Pope Leo first met people experiencing vulnerability from the Diocese of Albano on 17 August 2025, only a few months after being elected pope. This gave rise to an annual tradition of encounters with the underprivileged.
I came without a prepared speech, but I did come with hunger—hunger for justice, hunger for genuine charity, hunger for a Church that truly knows how to open its doors, to welcome and receive everyone
Pope Leo XIV
“Each year, a diocese will be invited to involve people living in situations of poverty, refugees, migrants, and others experiencing social vulnerability,” to let them experience “the beauty of creation” and create an “opportunity to meet the Holy Father,” the Laudato Si’ Centre said.
Cardinal Baggio said in the July 7 press release that “Borgo Laudato Si’ was created to show that the care of creation and the care of the human person are one and the same mission.”

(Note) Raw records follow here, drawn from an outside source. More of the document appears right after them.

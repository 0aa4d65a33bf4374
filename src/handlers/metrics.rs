use axum::http::{StatusCode, header};
use axum::response::IntoResponse;
use prometheus::{Encoder, TextEncoder};

pub async fn metrics_handler() -> impl IntoResponse {
    let encoder = TextEncoder::new();
    let metric_families = prometheus::gather();
    let mut buffer = Vec::new();
    if let Err(e) = encoder.encode(&metric_families, &mut buffer) {
        return (StatusCode::INTERNAL_SERVER_ERROR, e.to_string()).into_response();
    }
    ([(header::CONTENT_TYPE, encoder.format_type().to_string())], buffer).into_response()
}
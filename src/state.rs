use dashmap::DashMap;
use std::sync::Arc;
use std::time::Duration;
use tokio::time::interval;
use tracing::info;

use crate::backend::BackendSelector;
use crate::cache::FingerprintCache;
use crate::dispatcher::{DispatchConfig, SpeculativeDispatcher};
use crate::jobs::JobRunner;
use crate::references::ReferenceStore;
use crate::scanner::MarkerScanner;
use crate::scheduler::BacklogScheduler;
use crate::sink::BroadcastSink;
use crate::sse::SseDecoder;

// app's shared state: the whole pipeline, built once and shared by handlers
pub struct AppState {
    pub dispatcher: Arc<SpeculativeDispatcher>,
    pub runner: Arc<JobRunner>,
    pub scheduler: Arc<BacklogScheduler>,
    pub events: Arc<BroadcastSink>,
    pub cache: Arc<FingerprintCache>,
    pub references: Arc<ReferenceStore>,
    pub decoders: DashMap<String, SseDecoder>, // stream id -> partial SSE input
}

impl AppState {
    pub fn new(
        selector: Arc<BackendSelector>,
        cache: Arc<FingerprintCache>,
        references: Arc<ReferenceStore>,
        scanner: MarkerScanner,
        dispatch: DispatchConfig,
        concurrency: usize,
    ) -> Self {
        let events = Arc::new(BroadcastSink::new(256));
        let runner = Arc::new(JobRunner::new(Arc::clone(&cache), selector, events.clone()));
        let scheduler = Arc::new(BacklogScheduler::new(Arc::clone(&runner), concurrency));
        let dispatcher = Arc::new(SpeculativeDispatcher::new(
            dispatch,
            scanner,
            Arc::clone(&runner),
            Arc::clone(&scheduler),
        ));
        Self {
            dispatcher,
            runner,
            scheduler,
            events,
            cache,
            references,
            decoders: DashMap::new(),
        }
    }

    // forgets streams and half-read event bodies nobody has touched lately
    pub fn evict_idle(&self, max_idle: Duration) -> usize {
        self.decoders.retain(|_, decoder| decoder.idle_for() < max_idle);
        self.dispatcher.evict_idle(max_idle)
    }
}

// Sweep loop - clients that vanish mid-stream never send the end
pub async fn idle_sweeper(state: Arc<AppState>, max_idle: Duration) {
    let mut interval = interval((max_idle / 4).max(Duration::from_secs(1)));

    info!(?max_idle, "idle stream sweeper started");

    loop {
        interval.tick().await;
        state.evict_idle(max_idle);
    }
}

#[cfg(test)]
mod tests {
    use super::*;
    use crate::backend::fake::CountingBackend;
    use crate::backend::{BackendSelector, ImageBackend};
    use crate::cache::{CacheConfig, FingerprintCache};
    use crate::scanner::ScannerConfig;

    fn state() -> AppState {
        let references = Arc::new(ReferenceStore::new(None));
        let backend: Arc<dyn ImageBackend> = Arc::new(CountingBackend::default());
        let selector = BackendSelector::new(backend, None, Arc::clone(&references));
        AppState::new(
            Arc::new(selector),
            Arc::new(FingerprintCache::new(CacheConfig {
                ttl_days: 1,
                path: None,
                max_entries: 16,
            })),
            references,
            MarkerScanner::new(ScannerConfig::default()).unwrap(),
            DispatchConfig::default(),
            1,
        )
    }

    #[tokio::test]
    async fn idle_decoders_and_streams_are_evicted() {
        let state = state();
        state
            .decoders
            .entry("s".to_string())
            .or_insert_with(|| SseDecoder::new(1024))
            .feed(b"data: {\"choices\"");
        state.dispatcher.push_delta("s", "image:{a ");

        assert_eq!(state.evict_idle(Duration::from_secs(60)), 0);
        assert_eq!(state.decoders.len(), 1);

        assert_eq!(state.evict_idle(Duration::ZERO), 1);
        assert!(state.decoders.is_empty());
    }
}
mod events;
mod generate;
mod health;
mod jobs;
mod metrics;
mod references;
mod streams;

pub use events::events_handler;
pub use generate::generate_handler;
pub use health::health_handler;
pub use jobs::{backlog_handler, job_handler, retry_handler};
pub use metrics::metrics_handler;
pub use references::reference_handler;
pub use streams::{begin_handler, delta_handler, end_handler, snapshot_handler, sse_handler};

use axum::http::StatusCode;
use axum::response::{IntoResponse, Response};
use axum::routing::{get, post, put};
use axum::{Json, Router};
use std::sync::Arc;

use crate::backend::BackendError;
use crate::models::ErrorClass;
use crate::state::AppState;

pub fn router(state: Arc<AppState>) -> Router {
    Router::new()
        .route("/health", get(health_handler))
        .route("/metrics", get(metrics_handler))
        .route(
            "/api/streams/{id}",
            post(snapshot_handler).put(begin_handler).delete(end_handler),
        )
        .route("/api/streams/{id}/delta", post(delta_handler))
        .route("/api/streams/{id}/sse", post(sse_handler))
        .route("/api/jobs/{fingerprint}", get(job_handler))
        .route("/api/jobs/{fingerprint}/retry", post(retry_handler))
        .route("/api/backlog", post(backlog_handler))
        .route("/api/references/{name}", put(reference_handler))
        .route("/api/events", get(events_handler))
        .route("/api/generate", post(generate_handler))
        .with_state(state)
}

#[derive(Debug)]
pub struct ApiError {
    status: StatusCode,
    class: Option<ErrorClass>,
    message: String,
}

impl ApiError {
    pub fn bad_request(message: impl Into<String>) -> Self {
        Self {
            status: StatusCode::BAD_REQUEST,
            class: None,
            message: message.into(),
        }
    }

    pub fn not_found(message: impl Into<String>) -> Self {
        Self {
            status: StatusCode::NOT_FOUND,
            class: None,
            message: message.into(),
        }
    }

    pub fn conflict(message: impl Into<String>) -> Self {
        Self {
            status: StatusCode::CONFLICT,
            class: None,
            message: message.into(),
        }
    }
}

impl From<BackendError> for ApiError {
    fn from(err: BackendError) -> Self {
        let status = match &err {
            BackendError::MissingReference(_) => StatusCode::BAD_REQUEST,
            BackendError::MissingCredential(_) | BackendError::MissingEndpoint(_) => {
                StatusCode::SERVICE_UNAVAILABLE
            }
            BackendError::Timeout => StatusCode::GATEWAY_TIMEOUT,
            BackendError::NoResultProduced(_) => StatusCode::UNPROCESSABLE_ENTITY,
            BackendError::Http { .. }
            | BackendError::Transport(_)
            | BackendError::InvalidResponse(_) => StatusCode::BAD_GATEWAY,
        };
        Self {
            status,
            class: Some(err.class()),
            message: err.to_string(),
        }
    }
}

impl IntoResponse for ApiError {
    fn into_response(self) -> Response {
        let body = serde_json::json!({
            "error": self.message,
            "class": self.class,
        });
        (self.status, Json(body)).into_response()
    }
}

The cardinal said, “After Lampedusa, this day represents a new step in Pope Leo XIV’s journey towards the social peripheries of our time,” referencing Pope Leo’s July 4 visit to the Italian island that serves as both a place of hope for a new life and a place of tragedy for those who never made it across the sea to Europe.
“At Borgo Laudato Si’, the Holy Father meets people experiencing vulnerability, reaffirming that the Church is called to inhabit the places where human dignity calls for listening, closeness and hope,” Cardinal Baggio said.
Whenever we come together, whenever we share this spirit of encounter around the same table—the one table where Jesus is also present among us,
Pope Leo
Archbishop Marín, the papal almoner, emphasised that the encounter embodies the Church’s service to the poor.
“The Holy Father’s choice confirms that charity consists of closeness, encounter and sharing. When the Church places the most vulnerable people at the centre, it makes the gospel visible, and bears witness that no one is on the margins of God’s heart,” he said in the July 7 statement.
Pope Leo expressed his gratitude to those who organised the July 11 gathering, which included dozens of organisations that assist people experiencing vulnerability on a daily basis.
“Whenever we come together, whenever we share this spirit of encounter around the same table—the one table where Jesus is also present among us,” Pope Leo said.
“We are truly building a different world, a world of hope, a world that is a light in the midst of our own,” he added.
The pontiff urged that in a world fractured by “violence, hatred and discrimination,” communities need to “work together and strive always to be this kind of Church: a Church of justice, peace and love,” praying that in the families of those who gathered in the picturesque setting of Castel Gandolfo people may “find peace, forgiveness and reconciliation.”
Baldassare Cardinal Reina, vicar general for the Diocese of Rome, said that “the encounter with the Holy Father restores centrality to those who too often remain on the margins and calls the entire Christian community to the responsibility of welcome.”